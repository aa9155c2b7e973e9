//! Prebuilt simulation setups for testing, benchmarking, and the command line.
//!
//! Every simulation builds its environment, runs it to completion and checks
//! the outcome it is meant to demonstrate. The finished environment is
//! returned for inspection.

use cyst_core::{
    access::{AccessError, AccessLevel},
    environment::EnvironmentError,
    ip::Ipv4Address,
    message::{Status, StatusOrigin, StatusValue},
    service::Service,
    topology::{AddressError, Link},
    Environment, EnvironmentConfig, EnvironmentState, Node, ScriptedActor,
};

mod unroutable;
pub use unroutable::unroutable;

mod router_cycle;
pub use router_cycle::router_cycle;

mod ttl_chain;
pub use ttl_chain::ttl_chain;

mod firewall;
pub use firewall::firewall;

mod session_tunnel;
pub use session_tunnel::session_tunnel;

mod access;
pub use access::access;

#[derive(Debug, thiserror::Error)]
pub enum SimulationError {
    #[error(transparent)]
    Environment(#[from] EnvironmentError),
    #[error(transparent)]
    Address(#[from] AddressError),
    #[error(transparent)]
    Access(#[from] AccessError),
    #[error("{0}")]
    Unexpected(String),
}

pub type Simulation = fn(EnvironmentConfig) -> Result<Environment, SimulationError>;

/// Every built-in simulation by name.
pub const SIMULATIONS: [(&str, Simulation); 6] = [
    ("unroutable", unroutable),
    ("router_cycle", router_cycle),
    ("ttl_chain", ttl_chain),
    ("firewall", firewall),
    ("session_tunnel", session_tunnel),
    ("access", access),
];

pub fn find(name: &str) -> Option<Simulation> {
    SIMULATIONS
        .iter()
        .find(|(candidate, _)| *candidate == name)
        .map(|(_, simulation)| *simulation)
}

pub(crate) const ATTACKER: &str = "attacker";
pub(crate) const SCANNER: &str = "scanner";

/// A small office network.
///
/// ```text
/// attacker 10.0.0.2 --- [0] gw [1] --- web 10.0.1.2 (http)
///                               [2] --- db  10.0.1.3 (postgresql)
/// ```
///
/// The attacker runs a [`ScriptedActor`] named `scanner`. The gateway has no
/// firewall, so nothing crosses between the two subnets yet.
pub(crate) fn office(config: EnvironmentConfig) -> Result<Environment, SimulationError> {
    let mut env = Environment::create(config);
    env.add_node(Node::new(ATTACKER).with_interface([10, 0, 0, 2].into(), 24)?)?;
    env.add_node(
        Node::router("gw")
            .with_interface([10, 0, 0, 1].into(), 24)?
            .with_interface([10, 0, 1, 1].into(), 24)?
            .with_interface([10, 0, 1, 1].into(), 24)?,
    )?;
    env.add_node(
        Node::new("web")
            .with_interface([10, 0, 1, 2].into(), 24)?
            .with_service(Service::passive("http", "www-data", "2.4.54", AccessLevel::Limited)),
    )?;
    env.add_node(
        Node::new("db")
            .with_interface([10, 0, 1, 3].into(), 24)?
            .with_service(Service::passive("postgresql", "postgres", "15.1", AccessLevel::Elevated)),
    )?;
    env.add_connection(ATTACKER, 0, "gw", 0, Link::default())?;
    env.add_connection("web", 0, "gw", 1, Link::default())?;
    env.add_connection("db", 0, "gw", 2, Link::default())?;
    env.add_active_service(ATTACKER, SCANNER, "attacker", ScriptedActor::new())?;
    Ok(env)
}

pub(crate) fn web_ip() -> Ipv4Address {
    [10, 0, 1, 2].into()
}

pub(crate) fn db_ip() -> Ipv4Address {
    [10, 0, 1, 3].into()
}

/// Initializes the environment if needed and runs it until the queue drains.
pub(crate) fn run_to_completion(env: &mut Environment) -> Result<(), SimulationError> {
    env.init()?;
    match env.run() {
        (true, EnvironmentState::Finished) => Ok(()),
        (_, state) => Err(SimulationError::Unexpected(format!(
            "simulation stopped in state {}",
            state
        ))),
    }
}

/// Checks the last response received by the scripted actor `service` at
/// `node`. `content` is only compared when given.
pub(crate) fn expect_response(
    env: &Environment,
    node: &str,
    service: &str,
    origin: StatusOrigin,
    value: StatusValue,
    content: Option<&str>,
) -> Result<(), SimulationError> {
    let response = env
        .active_service::<ScriptedActor>(node, service)
        .and_then(ScriptedActor::last_response)
        .ok_or_else(|| SimulationError::Unexpected(format!("{}.{} got no response", node, service)))?;
    let expected = Status::new(origin, value);
    let content_matches = content.map_or(true, |content| response.content() == Some(content));
    if response.status() != Some(expected) || !content_matches {
        return Err(SimulationError::Unexpected(format!(
            "{}.{} expected {} {}, got {}",
            node,
            service,
            expected,
            content.unwrap_or(""),
            response
        )));
    }
    Ok(())
}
---
**EXERCISE GOAL:** Using the records above, count the lines containing "EnvironmentConfig". Give no words besides the number.

**ANSWER SECTION:** 3